Doch weder physischen Strafen noch Strafarbeiten hielten die Schüler von Streichen ab: „Ein Lehrer hatte panische Angst vor Mäusen. Dem haben wir eine Maus in den Katheder (Pult, in dem das Klassenbuch aufgehoben wurde) gesetzt. Und als er das Klassenbuch herausholen wollte, ist er fast in Ohnmacht gefallen.“
Die Kapellenschule
Das Besondere an der Kapellenschule in Eckmannshausen war, dass alle acht Jahrgänge in einem Raum unterrichtet wurden. In einer Schulwoche hatten die Erst- bis Viertklässler zusammen vormittags Unterricht, am Nachmittag teilten sich dann die Klassen fünf bis acht den Klassenraum. Die Zeiten wechselten Woche für Woche. Eine Klasse bestand dann aus etwa 30 bis 40 Kindern, für die nur ein Lehrer zuständig war. Der Lehrer unterrichtete alle Fächer und Kinder in allen Altersstufen. „Es war die Kunst des Lehrers, das so hinzukriegen, dass jeder genug Wissen empfangen hat“, sagt Görg.

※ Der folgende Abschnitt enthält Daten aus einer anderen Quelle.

//! Orgviz - organization structure visualization
//!
//! Builds legal-entity, location and division hierarchies, the staff network
//! of functional relations and its adjacency matrix from an in-memory
//! snapshot, and serves them as tree, force-directed and matrix charts.

pub mod config;
pub mod detail;
pub mod entity;
pub mod error;
pub mod fixture;
pub mod handlers;
pub mod hierarchy;
pub mod layout;
pub mod network;
pub mod render;
pub mod routes;
pub mod state;
pub mod view;
pub mod ws;

// Re-export commonly used types
pub use config::Config;
pub use state::AppState;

Entwicklung der St.-Josef-Kapelle
Im früheren Klassenzimmer gab es keine elektronische Technik, sondern nur Tafeln und Kreide. Görg erinnert sich an einen Globus und daran, dass selten Schwarz-Weiß-Filme gezeigt wurden, zum Beispiel über Afrika. Schulbücher waren Mangelware, zum Teil wurden sie von der Schule verliehen. „Ich kann mich nicht erinnern, dass ich viele Schulbücher besessen habe. Ausnahme waren die Bibel und eine Messfeier der ,Schott’ – eine Art klassisches Messbuch von 1939. Das habe ich noch, mein Name steht in Sütterlin darin“, so Görg.
Armut spielte eine große Rolle
Eine Schuluniform gab es nicht. „Man hatte kein Geld dafür. Mode im heutigen Sinne gab es kaum, auch mangels Angeboten. Auf dem Dorf nähten und strickten die Mütter die Kleidung für Jung und Alt und von Kopf bis Fuß.“
Armut spielte in der Volksschulzeit und später beim Studium eine große Rolle. „In der Bauschule habe ich anfänglich Zeichnungen auf Butterbrotpapier statt auf Transparent gemacht. Einen nötigen Rechenschieber, der zu der Zeit heutige Taschenrechner ersetzte, habe ich gegen eine Schachtel amerikanische Pall Mall bei einem anderen Jungen im Dorf eingetauscht“, erzählt er und präsentiert den noch gut erhaltenen Schieber.
Die NS-Zeit
Die Nationalsozialisten beeinflussten die Schulzeit merklich. In der Stadt sei es gang und gäbe gewesen, die Hitlerjugend zu besuchen. „In Oelgershausen gab es keine Treffen“, sagt der 87-Jährige. Die meisten Lehrer hätten sich bedeckt gehalten, doch beispielsweise die Glorifizierung wurde Teil des Unterrichts und dem Sportunterricht wurde eine größere Bedeutung beigemessen. Während des Krieges sei die Schule – auch bei Bombenalarm – nicht geräumt worden.
„Das einzige Mal, dass die Schule komplett leer war, das war als der Metzger gegenüber ein Schwein schlachten wollte“, erzählt Görg. „Er hatte mit einem Hammer das Ohr des Schweins getroffen, das blutete und lief weg und die ganze Klasse lief hinter dem Schwein und dem Metzger her“, sagt er und hat vor Lachen Tränen in den Augen.